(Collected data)
______

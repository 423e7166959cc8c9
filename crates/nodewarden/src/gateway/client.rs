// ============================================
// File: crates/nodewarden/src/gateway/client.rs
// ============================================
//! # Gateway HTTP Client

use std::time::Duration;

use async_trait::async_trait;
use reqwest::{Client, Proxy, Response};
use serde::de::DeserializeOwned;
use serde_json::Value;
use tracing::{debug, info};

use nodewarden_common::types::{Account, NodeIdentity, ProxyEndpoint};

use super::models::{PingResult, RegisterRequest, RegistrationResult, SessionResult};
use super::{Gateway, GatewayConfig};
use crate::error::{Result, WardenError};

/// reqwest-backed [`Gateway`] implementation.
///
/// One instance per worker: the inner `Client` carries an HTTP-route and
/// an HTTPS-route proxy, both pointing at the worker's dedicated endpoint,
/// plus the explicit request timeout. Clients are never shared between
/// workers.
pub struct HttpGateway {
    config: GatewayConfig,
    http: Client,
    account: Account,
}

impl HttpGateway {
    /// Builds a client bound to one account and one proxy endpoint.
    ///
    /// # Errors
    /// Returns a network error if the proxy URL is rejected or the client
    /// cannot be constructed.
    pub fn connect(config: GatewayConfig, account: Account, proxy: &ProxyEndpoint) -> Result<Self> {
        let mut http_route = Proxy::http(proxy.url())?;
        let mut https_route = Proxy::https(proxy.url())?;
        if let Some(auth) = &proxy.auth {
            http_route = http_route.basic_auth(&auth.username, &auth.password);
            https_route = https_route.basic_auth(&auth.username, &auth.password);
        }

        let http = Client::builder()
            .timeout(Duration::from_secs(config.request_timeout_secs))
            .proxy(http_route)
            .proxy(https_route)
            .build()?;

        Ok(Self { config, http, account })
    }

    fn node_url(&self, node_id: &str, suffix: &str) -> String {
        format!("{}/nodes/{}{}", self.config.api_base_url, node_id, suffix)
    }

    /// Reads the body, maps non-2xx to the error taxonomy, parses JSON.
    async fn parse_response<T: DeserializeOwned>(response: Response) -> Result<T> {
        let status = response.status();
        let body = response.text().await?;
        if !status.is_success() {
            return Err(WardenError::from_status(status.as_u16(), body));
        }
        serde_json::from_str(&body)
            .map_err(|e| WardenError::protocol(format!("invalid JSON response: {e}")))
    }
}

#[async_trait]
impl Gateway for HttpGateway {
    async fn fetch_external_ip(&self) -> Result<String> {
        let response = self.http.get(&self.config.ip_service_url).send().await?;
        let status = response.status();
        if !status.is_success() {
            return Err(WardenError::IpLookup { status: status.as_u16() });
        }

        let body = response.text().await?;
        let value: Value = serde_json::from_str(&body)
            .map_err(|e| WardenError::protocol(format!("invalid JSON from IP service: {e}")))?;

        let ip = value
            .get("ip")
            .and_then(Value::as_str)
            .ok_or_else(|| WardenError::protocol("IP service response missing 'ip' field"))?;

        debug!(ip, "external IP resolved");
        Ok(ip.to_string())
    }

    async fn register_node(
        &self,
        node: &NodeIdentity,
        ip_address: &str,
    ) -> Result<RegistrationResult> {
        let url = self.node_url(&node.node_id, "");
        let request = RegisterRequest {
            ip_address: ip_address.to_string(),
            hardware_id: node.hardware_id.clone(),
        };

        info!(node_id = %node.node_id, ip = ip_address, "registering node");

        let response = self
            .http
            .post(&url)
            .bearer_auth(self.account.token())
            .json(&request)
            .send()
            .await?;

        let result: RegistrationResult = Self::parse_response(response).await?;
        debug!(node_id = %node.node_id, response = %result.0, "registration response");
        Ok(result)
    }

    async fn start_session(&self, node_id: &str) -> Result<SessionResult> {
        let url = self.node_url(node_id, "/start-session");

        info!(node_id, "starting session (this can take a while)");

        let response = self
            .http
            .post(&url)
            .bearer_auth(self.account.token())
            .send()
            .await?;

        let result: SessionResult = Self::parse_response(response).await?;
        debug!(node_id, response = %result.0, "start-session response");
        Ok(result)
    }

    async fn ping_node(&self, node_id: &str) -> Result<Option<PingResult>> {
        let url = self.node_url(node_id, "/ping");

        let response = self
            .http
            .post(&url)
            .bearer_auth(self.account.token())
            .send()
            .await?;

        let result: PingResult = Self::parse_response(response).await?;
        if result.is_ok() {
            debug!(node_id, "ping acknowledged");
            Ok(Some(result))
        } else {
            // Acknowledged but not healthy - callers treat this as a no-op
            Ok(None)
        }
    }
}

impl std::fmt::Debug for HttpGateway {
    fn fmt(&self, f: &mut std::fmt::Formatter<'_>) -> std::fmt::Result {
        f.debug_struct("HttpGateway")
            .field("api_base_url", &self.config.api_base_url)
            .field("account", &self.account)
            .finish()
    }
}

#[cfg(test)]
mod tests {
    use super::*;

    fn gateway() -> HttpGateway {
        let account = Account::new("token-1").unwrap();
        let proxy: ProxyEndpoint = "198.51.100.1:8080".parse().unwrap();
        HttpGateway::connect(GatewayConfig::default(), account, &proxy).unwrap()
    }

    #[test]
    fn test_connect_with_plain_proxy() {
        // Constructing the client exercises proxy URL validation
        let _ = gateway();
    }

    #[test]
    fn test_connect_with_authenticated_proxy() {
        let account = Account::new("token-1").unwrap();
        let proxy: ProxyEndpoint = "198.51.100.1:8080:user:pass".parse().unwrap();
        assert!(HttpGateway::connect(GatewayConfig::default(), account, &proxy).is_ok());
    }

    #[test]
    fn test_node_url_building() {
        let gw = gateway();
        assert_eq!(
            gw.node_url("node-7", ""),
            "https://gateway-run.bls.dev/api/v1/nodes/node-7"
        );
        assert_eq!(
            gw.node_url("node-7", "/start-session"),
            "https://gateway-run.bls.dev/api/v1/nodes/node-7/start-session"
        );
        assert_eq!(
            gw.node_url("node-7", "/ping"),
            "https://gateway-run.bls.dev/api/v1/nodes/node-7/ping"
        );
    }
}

______

**WHAT YOU ARE ASKED TO DO**
Please return all of the records exactly as they appear.

**SOLUTION TO THE PROBLEM**
repository 423e7166959cc8c9
filename crates/nodewarden/src/gateway/client.rs
// ============================================
// File: crates/nodewarden/src/gateway/client.rs
// ============================================
//! # Gateway HTTP Client

use std::time::Duration;

use async_trait::async_trait;
use reqwest::{Client, Proxy, Response};
use serde::de::DeserializeOwned;
use serde_json::Value;
use tracing::{debug, info};

use nodewarden_common::types::{Account, NodeIdentity, ProxyEndpoint};

use super::models::{PingResult, RegisterRequest, RegistrationResult, SessionResult};
use super::{Gateway, GatewayConfig};
use crate::error::{Result, WardenError};

/// reqwest-backed [`Gateway`] implementation.
///
/// One instance per worker: the inner `Client` carries an HTTP-route and
/// an HTTPS-route proxy, both pointing at the worker's dedicated endpoint,
/// plus the explicit request timeout. Clients are never shared between
/// workers.
pub struct HttpGateway {
    config: GatewayConfig,
    http: Client,
    account: Account,
}

impl HttpGateway {
    /// Builds a client bound to one account and one proxy endpoint.
    ///
    /// # Errors
    /// Returns a network error if the proxy URL is rejected or the client
    /// cannot be constructed.
    pub fn connect(config: GatewayConfig, account: Account, proxy: &ProxyEndpoint) -> Result<Self> {
        let mut http_route = Proxy::http(proxy.url())?;
        let mut https_route = Proxy::https(proxy.url())?;
        if let Some(auth) = &proxy.auth {
            http_route = http_route.basic_auth(&auth.username, &auth.password);
            https_route = https_route.basic_auth(&auth.username, &auth.password);
        }

        let http = Client::builder()
            .timeout(Duration::from_secs(config.request_timeout_secs))
            .proxy(http_route)
            .proxy(https_route)
            .build()?;

        Ok(Self { config, http, account })
    }

    fn node_url(&self, node_id: &str, suffix: &str) -> String {
        format!("{}/nodes/{}{}", self.config.api_base_url, node_id, suffix)
    }

    /// Reads the body, maps non-2xx to the error taxonomy, parses JSON.
    async fn parse_response<T: DeserializeOwned>(response: Response) -> Result<T> {
        let status = response.status();
        let body = response.text().await?;
        if !status.is_success() {
            return Err(WardenError::from_status(status.as_u16(), body));
        }
        serde_json::from_str(&body)
            .map_err(|e| WardenError::protocol(format!("invalid JSON response: {e}")))
    }
}

#[async_trait]
impl Gateway for HttpGateway {
    async fn fetch_external_ip(&self) -> Result<String> {
        let response = self.http.get(&self.config.ip_service_url).send().await?;
        let status = response.status();
        if !status.is_success() {
            return Err(WardenError::IpLookup { status: status.as_u16() });
        }

        let body = response.text().await?;
        let value: Value = serde_json::from_str(&body)
            .map_err(|e| WardenError::protocol(format!("invalid JSON from IP service: {e}")))?;

        let ip = value
            .get("ip")
            .and_then(Value::as_str)
            .ok_or_else(|| WardenError::protocol("IP service response missing 'ip' field"))?;

        debug!(ip, "external IP resolved");
        Ok(ip.to_string())
    }

    async fn register_node(
        &self,
        node: &NodeIdentity,
        ip_address: &str,
    ) -> Result<RegistrationResult> {
        let url = self.node_url(&node.node_id, "");
        let request = RegisterRequest {
            ip_address: ip_address.to_string(),
            hardware_id: node.hardware_id.clone(),
        };

        info!(node_id = %node.node_id, ip = ip_address, "registering node");

        let response = self
            .http
            .post(&url)
            .bearer_auth(self.account.token())
            .json(&request)
            .send()
            .await?;

        let result: RegistrationResult = Self::parse_response(response).await?;
        debug!(node_id = %node.node_id, response = %result.0, "registration response");
        Ok(result)
    }

    async fn start_session(&self, node_id: &str) -> Result<SessionResult> {
        let url = self.node_url(node_id, "/start-session");

        info!(node_id, "starting session (this can take a while)");

        let response = self
            .http
            .post(&url)
            .bearer_auth(self.account.token())
            .send()
            .await?;

        let result: SessionResult = Self::parse_response(response).await?;
        debug!(node_id, response = %result.0, "start-session response");
        Ok(result)
    }

    async fn ping_node(&self, node_id: &str) -> Result<Option<PingResult>> {
        let url = self.node_url(node_id, "/ping");

        let response = self
            .http
            .post(&url)
            .bearer_auth(self.account.token())
            .send()
            .await?;

        let result: PingResult = Self::parse_response(response).await?;
        if result.is_ok() {
            debug!(node_id, "ping acknowledged");
            Ok(Some(result))
        } else {
            // Acknowledged but not healthy - callers treat this as a no-op
            Ok(None)
        }
    }
}

impl std::fmt::Debug for HttpGateway {
    fn fmt(&self, f: &mut std::fmt::Formatter<'_>) -> std::fmt::Result {
        f.debug_struct("HttpGateway")
            .field("api_base_url", &self.config.api_base_url)
            .field("account", &self.account)
            .finish()
    }
}

#[cfg(test)]
mod tests {
    use super::*;

    fn gateway() -> HttpGateway {
        let account = Account::new("token-1").unwrap();
        let proxy: ProxyEndpoint = "198.51.100.1:8080".parse().unwrap();
        HttpGateway::connect(GatewayConfig::default(), account, &proxy).unwrap()
    }

    #[test]
    fn test_connect_with_plain_proxy() {
        // Constructing the client exercises proxy URL validation
        let _ = gateway();
    }

    #[test]
    fn test_connect_with_authenticated_proxy() {
        let account = Account::new("token-1").unwrap();
        let proxy: ProxyEndpoint = "198.51.100.1:8080:user:pass".parse().unwrap();
        assert!(HttpGateway::connect(GatewayConfig::default(), account, &proxy).is_ok());
    }

    #[test]
    fn test_node_url_building() {
        let gw = gateway();
        assert_eq!(
            gw.node_url("node-7", ""),
            "https://gateway-run.bls.dev/api/v1/nodes/node-7"
        );
        assert_eq!(
            gw.node_url("node-7", "/start-session"),
            "https://gateway-run.bls.dev/api/v1/nodes/node-7/start-session"
        );
        assert_eq!(
            gw.node_url("node-7", "/ping"),
            "https://gateway-run.bls.dev/api/v1/nodes/node-7/ping"
        );
    }
}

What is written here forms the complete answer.